**** Source records
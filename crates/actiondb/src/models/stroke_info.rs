//! StrokeInfo model: a set of gestures bound to a named action

use serde::{Deserialize, Serialize};
use std::collections::BTreeSet;
use std::fmt;

use crate::actions::Action;

/// Identifier of an entry in the action database
///
/// Ids are handed out in increasing order and never reused while the
/// process runs.
#[derive(Debug, Clone, Copy, PartialEq, Eq, PartialOrd, Ord, Hash, Serialize, Deserialize)]
pub struct StrokeId(pub u32);

impl StrokeId {
    pub fn new(id: u32) -> Self {
        Self(id)
    }

    pub fn get(&self) -> u32 {
        self.0
    }
}

impl From<u32> for StrokeId {
    fn from(id: u32) -> Self {
        Self(id)
    }
}

impl fmt::Display for StrokeId {
    fn fmt(&self, f: &mut fmt::Formatter<'_>) -> fmt::Result {
        write!(f, "{}", self.0)
    }
}

/// An entry of the action database
#[derive(Debug, Clone, PartialEq, Eq, Serialize, Deserialize)]
#[serde(bound(
    serialize = "G: Serialize",
    deserialize = "G: Ord + Deserialize<'de>"
))]
pub struct StrokeInfo<G> {
    /// Gestures that trigger this entry
    pub strokes: BTreeSet<G>,
    /// Action to run; `None` means nothing is bound yet
    pub action: Option<Action>,
    /// Display name
    #[serde(default)]
    pub name: String,
}

impl<G: Ord> StrokeInfo<G> {
    pub fn new(name: impl Into<String>) -> Self {
        Self {
            strokes: BTreeSet::new(),
            action: None,
            name: name.into(),
        }
    }

    pub fn with_action(mut self, action: Action) -> Self {
        self.action = Some(action);
        self
    }

    pub fn with_stroke(mut self, stroke: G) -> Self {
        self.strokes.insert(stroke);
        self
    }
}

impl<G: Ord> Default for StrokeInfo<G> {
    fn default() -> Self {
        Self::new("")
    }
}

/// Entry layout written before names were stored inline
///
/// Any `name` field present in such a record is ignored.
#[derive(Debug, Deserialize)]
#[serde(bound(deserialize = "G: Ord + Deserialize<'de>"))]
pub(crate) struct UnnamedStrokeInfo<G> {
    pub strokes: BTreeSet<G>,
    pub action: Option<Action>,
}

impl<G> UnnamedStrokeInfo<G> {
    pub fn named(self, name: impl Into<String>) -> StrokeInfo<G> {
        StrokeInfo {
            strokes: self.strokes,
            action: self.action,
            name: name.into(),
        }
    }
}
********
### Aim of the exercise
Count, in the records above, the lines that contain "Deserialize", and write only the resulting number.

### Output for this exercise
6